▶ _TO DO_: The answer must consist only of the lines from the line with "let before = regs.temperature_status();" to the line with "if after != before", both included, exactly as they stand below.

▶ _PROVIDED MATERIAL_:
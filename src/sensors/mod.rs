//! Sensor subsystem: the three DS18B20 probes and the [`TemperatureMonitor`]
//! that samples them into the register file.
//!
//! Each sample reads the conversion started at the previous sample and
//! immediately starts the next one, so the loop never blocks on the probes.

pub mod dallas;
pub mod temperature;

use log::warn;

use crate::app::ports::TemperatureProbe;
use crate::config::SystemConfig;
use crate::registers::{RegisterFile, TemperatureStatus};
use temperature::{DISCONNECTED_C, Thresholds, classify, to_centi_celsius};

/// The rig's probe set.
pub struct Probes<P> {
    pub room: P,
    pub heater1: P,
    pub heater2: P,
}

/// One sample of all three probes, in Celsius.
#[derive(Debug, Clone, Copy, PartialEq)]
pub struct ProbeReadings {
    pub room_c: f32,
    pub heater1_c: f32,
    pub heater2_c: f32,
    /// Status before and after this sample, when it changed.
    pub status_change: Option<(Option<TemperatureStatus>, TemperatureStatus)>,
}

/// Periodic sampler and thermal classifier.
pub struct TemperatureMonitor<P> {
    probes: Probes<P>,
    interval_ms: u32,
    thresholds: Thresholds,
}

impl<P: TemperatureProbe> TemperatureMonitor<P> {
    pub fn new(config: &SystemConfig, probes: Probes<P>) -> Self {
        Self {
            probes,
            interval_ms: config.conversion_interval_ms,
            thresholds: Thresholds {
                high_c: config.high_temperature_c,
                overheat_c: config.overheat_temperature_c,
            },
        }
    }

    /// Start the first conversion so the first sample reads real data
    /// rather than the probes' power-on value.
    pub fn start(&mut self) {
        for (name, probe) in self.probes_mut() {
            if let Err(e) = probe.request_conversion() {
                warn!("{name} probe: initial conversion failed: {e}");
            }
        }
    }

    /// Sample the probes if a conversion interval has elapsed since the
    /// last sample.  Returns the readings when a sample was taken.
    pub fn poll(&mut self, regs: &mut RegisterFile, now_ms: u32) -> Option<ProbeReadings> {
        if now_ms.wrapping_sub(regs.last_conversion_ms()) < self.interval_ms {
            return None;
        }
        regs.set_last_conversion_ms(now_ms);

        let room_c = read_or_sentinel("room", &mut self.probes.room);
        let heater1_c = read_or_sentinel("heater1", &mut self.probes.heater1);
        let heater2_c = read_or_sentinel("heater2", &mut self.probes.heater2);

        regs.set_room_temp(to_centi_celsius(room_c));
        regs.set_heater1_temp(to_centi_celsius(heater1_c));
        regs.set_heater2_temp(to_centi_celsius(heater2_c));

        for (name, probe) in self.probes_mut() {
            if let Err(e) = probe.request_conversion() {
                warn!("{name} probe: conversion request failed: {e}");
            }
        }

        let before = regs.temperature_status();
        let after = classify(before, heater1_c, heater2_c, self.thresholds);
        let mut status_change = None;
        if let Some(status) = after {
            if after != before {
                regs.set_temperature_status(status);
                status_change = Some((before, status));
            }
        }

        Some(ProbeReadings {
            room_c,
            heater1_c,
            heater2_c,
            status_change,
        })
    }

    fn probes_mut(&mut self) -> [(&'static str, &mut P); 3] {
        [
            ("room", &mut self.probes.room),
            ("heater1", &mut self.probes.heater1),
            ("heater2", &mut self.probes.heater2),
        ]
    }
}

/// A probe that cannot be read reports the disconnected sentinel.
fn read_or_sentinel<P: TemperatureProbe>(name: &str, probe: &mut P) -> f32 {
    match probe.last_celsius() {
        Ok(c) => c,
        Err(e) => {
            warn!("{name} probe: read failed: {e}");
            DISCONNECTED_C
        }
    }
}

▶ _ANSWER_:
        let before = regs.temperature_status();
        let after = classify(before, heater1_c, heater2_c, self.thresholds);
        let mut status_change = None;
        if let Some(status) = after {
            if after != before {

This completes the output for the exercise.